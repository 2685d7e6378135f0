use crate::foundation::error::{EngineError, EngineResult};

/// Stable identity of a node for its whole life inside a graph.
#[derive(
    Clone, Copy, Debug, PartialEq, Eq, PartialOrd, Ord, Hash, serde::Serialize, serde::Deserialize,
)]
pub struct NodeId(pub u64);

/// Time at which a node is evaluated, in timeline frames.
#[derive(
    Clone,
    Copy,
    Debug,
    Default,
    PartialEq,
    Eq,
    PartialOrd,
    Ord,
    Hash,
    serde::Serialize,
    serde::Deserialize,
)]
pub struct FrameTime(pub i64);

/// One image channel.
#[derive(Clone, Copy, Debug, PartialEq, Eq, Hash, serde::Serialize, serde::Deserialize)]
#[serde(rename_all = "snake_case")]
pub enum Channel {
    Red,
    Green,
    Blue,
    Alpha,
    Depth,
    Mask,
}

impl Channel {
    /// All channels in canonical storage order.
    pub const ALL: [Channel; 6] = [
        Channel::Red,
        Channel::Green,
        Channel::Blue,
        Channel::Alpha,
        Channel::Depth,
        Channel::Mask,
    ];

    fn bit(self) -> u8 {
        match self {
            Channel::Red => 1 << 0,
            Channel::Green => 1 << 1,
            Channel::Blue => 1 << 2,
            Channel::Alpha => 1 << 3,
            Channel::Depth => 1 << 4,
            Channel::Mask => 1 << 5,
        }
    }
}

/// Set of channels, iterated in canonical order (`r, g, b, a, depth, mask`).
#[derive(Clone, Copy, PartialEq, Eq, Hash, Default)]
pub struct ChannelSet(u8);

impl ChannelSet {
    pub const NONE: ChannelSet = ChannelSet(0);
    pub const RGB: ChannelSet = ChannelSet(0b0111);
    pub const RGBA: ChannelSet = ChannelSet(0b1111);
    pub const ALPHA: ChannelSet = ChannelSet(0b1000);
    pub const ALL: ChannelSet = ChannelSet(0b11_1111);

    pub fn from_channels(channels: &[Channel]) -> Self {
        channels.iter().fold(Self::NONE, |acc, c| acc.with(*c))
    }

    pub fn with(self, c: Channel) -> Self {
        Self(self.0 | c.bit())
    }

    pub fn without(self, c: Channel) -> Self {
        Self(self.0 & !c.bit())
    }

    pub fn contains(self, c: Channel) -> bool {
        self.0 & c.bit() != 0
    }

    pub fn union(self, other: Self) -> Self {
        Self(self.0 | other.0)
    }

    pub fn intersection(self, other: Self) -> Self {
        Self(self.0 & other.0)
    }

    pub fn is_empty(self) -> bool {
        self.0 == 0
    }

    /// Number of channels in the set.
    pub fn count(self) -> usize {
        self.0.count_ones() as usize
    }

    /// Position of `c` inside the set's storage order, if present.
    pub fn index_of(self, c: Channel) -> Option<usize> {
        if !self.contains(c) {
            return None;
        }
        Some((self.0 & (c.bit() - 1)).count_ones() as usize)
    }

    pub fn iter(self) -> impl Iterator<Item = Channel> {
        Channel::ALL.into_iter().filter(move |c| self.contains(*c))
    }

    pub(crate) fn bits(self) -> u8 {
        self.0
    }
}

impl std::fmt::Debug for ChannelSet {
    fn fmt(&self, f: &mut std::fmt::Formatter<'_>) -> std::fmt::Result {
        f.debug_set().entries(self.iter()).finish()
    }
}

impl serde::Serialize for ChannelSet {
    fn serialize<S: serde::Serializer>(&self, s: S) -> Result<S::Ok, S::Error> {
        s.collect_seq(self.iter())
    }
}

impl<'de> serde::Deserialize<'de> for ChannelSet {
    fn deserialize<D: serde::Deserializer<'de>>(d: D) -> Result<Self, D::Error> {
        let channels = Vec::<Channel>::deserialize(d)?;
        Ok(Self::from_channels(&channels))
    }
}

/// Half-open horizontal span `[x, r)`.
#[derive(Clone, Copy, Debug, PartialEq, Eq, Hash, serde::Serialize, serde::Deserialize)]
pub struct XRange {
    /// Inclusive left edge.
    pub x: i32,
    /// Exclusive right edge.
    pub r: i32,
}

impl XRange {
    pub fn new(x: i32, r: i32) -> EngineResult<Self> {
        if x > r {
            return Err(EngineError::validation("XRange x must be <= r"));
        }
        Ok(Self { x, r })
    }

    pub fn width(self) -> usize {
        (self.r - self.x).max(0) as usize
    }

    pub fn is_empty(self) -> bool {
        self.r <= self.x
    }

    pub fn contains(self, x: i32) -> bool {
        self.x <= x && x < self.r
    }

    /// Grow both edges by `n` pixels.
    pub fn pad(self, n: i32) -> Self {
        Self {
            x: self.x.saturating_sub(n),
            r: self.r.saturating_add(n),
        }
    }
}

/// Half-open pixel box: columns `[x, r)`, scanlines `[y, t)`.
#[derive(Clone, Copy, Debug, PartialEq, Eq, Hash, serde::Serialize, serde::Deserialize)]
pub struct Region {
    pub x: i32,
    pub y: i32,
    pub r: i32,
    pub t: i32,
}

impl Region {
    pub fn new(x: i32, y: i32, r: i32, t: i32) -> EngineResult<Self> {
        if x > r || y > t {
            return Err(EngineError::validation(
                "Region requires x <= r and y <= t",
            ));
        }
        Ok(Self { x, y, r, t })
    }

    /// Region anchored at the origin.
    pub fn with_size(width: u32, height: u32) -> Self {
        Self {
            x: 0,
            y: 0,
            r: width.min(i32::MAX as u32) as i32,
            t: height.min(i32::MAX as u32) as i32,
        }
    }

    pub fn width(self) -> usize {
        (self.r - self.x).max(0) as usize
    }

    pub fn height(self) -> usize {
        (self.t - self.y).max(0) as usize
    }

    pub fn is_empty(self) -> bool {
        self.r <= self.x || self.t <= self.y
    }

    pub fn x_range(self) -> XRange {
        XRange {
            x: self.x,
            r: self.r,
        }
    }

    /// First and last scanline (inclusive), or `None` for an empty region.
    pub fn rows(self) -> Option<(i32, i32)> {
        if self.is_empty() {
            None
        } else {
            Some((self.y, self.t - 1))
        }
    }

    /// Smallest region covering both. Empty regions are ignored.
    pub fn union(self, other: Self) -> Self {
        if self.is_empty() {
            return other;
        }
        if other.is_empty() {
            return self;
        }
        Self {
            x: self.x.min(other.x),
            y: self.y.min(other.y),
            r: self.r.max(other.r),
            t: self.t.max(other.t),
        }
    }

    /// Grow horizontally by `dx` and vertically by `dy`.
    pub fn pad(self, dx: i32, dy: i32) -> Self {
        Self {
            x: self.x.saturating_sub(dx),
            y: self.y.saturating_sub(dy),
            r: self.r.saturating_add(dx),
            t: self.t.saturating_add(dy),
        }
    }
}

#[cfg(test)]
#[path = "../../tests/unit/foundation/core.rs"]
mod tests;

________

▶ **THE TASK**:
Return, from the material above, every line with the word "crate".

▶ **RESULT OF THE EXERCISE**:
use crate::foundation::error::{EngineError, EngineResult};
    pub(crate) fn bits(self) -> u8 {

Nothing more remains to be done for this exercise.